═════ Dataset content ═════

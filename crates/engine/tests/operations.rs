use engine::{Engine, EngineError, Entry, Operation, OperationMetadata};
use migration::MigratorTrait;
use rust_decimal::Decimal;
use sea_orm::{Database, DatabaseConnection};
use serde_json::json;

async fn engine_with_db() -> (Engine, DatabaseConnection) {
    let db = Database::connect("sqlite::memory:").await.unwrap();
    migration::Migrator::up(&db, None).await.unwrap();
    let engine = Engine::builder().database(db.clone()).build();
    (engine, db)
}

fn block_operation(memo: &str) -> Operation {
    Operation {
        op_type: "transfer".to_string(),
        memo: memo.to_string(),
        metadata: Some(OperationMetadata::new("BLOCK")),
        entries: vec![Entry::new("3", "btc", "-1"), Entry::new("4", "btc", "1")],
    }
}

#[tokio::test]
async fn post_operation_persists_and_applies_balances() {
    let (engine, _db) = engine_with_db().await;

    let stored = engine.post_operation(&block_operation("block-1")).await.unwrap();
    assert!(!stored.id.is_empty());
    assert_eq!(stored.memo, "block-1");

    let found = engine.get_operation("block-1", None).await.unwrap().unwrap();
    assert_eq!(found.id, stored.id);
    assert_eq!(found.op_type, "transfer");
    assert_eq!(found.entries.len(), 2);
    assert_eq!(found.metadata.unwrap().operation, "BLOCK");

    let rows = engine
        .get_balance("3", Some("btc"), Some("BLOCK"), None)
        .await
        .unwrap();
    assert_eq!(rows[0].balance, Decimal::from(-1));
    let overall = engine.get_balance("4", Some("btc"), None, None).await.unwrap();
    assert_eq!(overall[0].balance, Decimal::from(1));
}

#[tokio::test]
async fn duplicate_memo_replays_without_touching_balances() {
    let (engine, _db) = engine_with_db().await;

    let first = engine.post_operation(&block_operation("block-1")).await.unwrap();
    let second = engine.post_operation(&block_operation("block-1")).await.unwrap();

    assert_eq!(first.id, second.id);

    let rows = engine
        .get_balance("3", Some("btc"), Some("BLOCK"), None)
        .await
        .unwrap();
    assert_eq!(rows[0].balance, Decimal::from(-1));
}

#[tokio::test]
async fn post_operation_without_metadata_stores_nothing() {
    let (engine, _db) = engine_with_db().await;
    let mut op = block_operation("block-1");
    op.metadata = None;

    let err = engine.post_operation(&op).await.unwrap_err();
    assert!(matches!(err, EngineError::Validation(_)));

    assert!(engine.get_operation("block-1", None).await.unwrap().is_none());
    assert!(
        engine
            .get_balance("3", Some("btc"), Some("BLOCK"), None)
            .await
            .unwrap()
            .is_empty()
    );
}

#[tokio::test]
async fn post_operation_with_bad_value_rolls_back_the_row() {
    let (engine, _db) = engine_with_db().await;
    let mut op = block_operation("block-1");
    op.entries[1].value = "not-a-number".to_string();

    let err = engine.post_operation(&op).await.unwrap_err();
    assert!(matches!(err, EngineError::Validation(_)));

    // The operation row was inserted inside the transaction and must not
    // survive the rollback.
    assert!(engine.get_operation("block-1", None).await.unwrap().is_none());
}

#[tokio::test]
async fn get_operation_requires_a_memo() {
    let (engine, _db) = engine_with_db().await;

    let err = engine.get_operation("", None).await.unwrap_err();
    assert!(matches!(err, EngineError::Validation(_)));
}

#[tokio::test]
async fn get_operation_returns_none_for_unknown_memo() {
    let (engine, _db) = engine_with_db().await;

    assert!(engine.get_operation("missing", None).await.unwrap().is_none());
}

#[tokio::test]
async fn create_or_update_book_reports_which_write_happened() {
    let (engine, _db) = engine_with_db().await;

    let (book, write) = engine
        .create_or_update_book("assets:hot", Some(json!({"custodian": "warm"})))
        .await
        .unwrap();
    assert_eq!(write, engine::BookWrite::Created);
    assert_eq!(book.name, "assets:hot");

    let (updated, write) = engine
        .create_or_update_book("assets:hot", Some(json!({"custodian": "cold"})))
        .await
        .unwrap();
    assert_eq!(write, engine::BookWrite::Updated);
    assert_eq!(updated.id, book.id);
    assert_eq!(updated.metadata, Some(json!({"custodian": "cold"})));
}

#[tokio::test]
async fn get_book_returns_none_for_unknown_or_non_numeric_ids() {
    let (engine, _db) = engine_with_db().await;

    assert!(engine.get_book("999", false).await.unwrap().is_none());
    assert!(engine.get_book("not-an-id", false).await.unwrap().is_none());
}

#[tokio::test]
async fn get_book_with_balance_serves_the_overall_bucket() {
    let (engine, _db) = engine_with_db().await;

    let (book, _) = engine.create_or_update_book("assets:hot", None).await.unwrap();
    let book_id = book.id.to_string();

    let op = Operation {
        op_type: "transfer".to_string(),
        memo: "fund-1".to_string(),
        metadata: Some(OperationMetadata::new("DEPOSIT")),
        entries: vec![Entry::new(book_id.clone(), "btc", "2.5")],
    };
    engine.post_operation(&op).await.unwrap();

    let (_, balances) = engine.get_book(&book_id, true).await.unwrap().unwrap();
    let balances = balances.unwrap();
    assert_eq!(balances.len(), 1);
    assert_eq!(balances[0].operation_type, engine::OVERALL_OPERATION);
    assert_eq!(balances[0].balance, "2.5".parse::<Decimal>().unwrap());

    let (_, no_balances) = engine.get_book(&book_id, false).await.unwrap().unwrap();
    assert!(no_balances.is_none());
}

═════

Work to be completed:
Look through the entries above; copy each line where the string "clone" appears.

Output for this exercise:
    let engine = Engine::builder().database(db.clone()).build();
        entries: vec![Entry::new(book_id.clone(), "btc", "2.5")],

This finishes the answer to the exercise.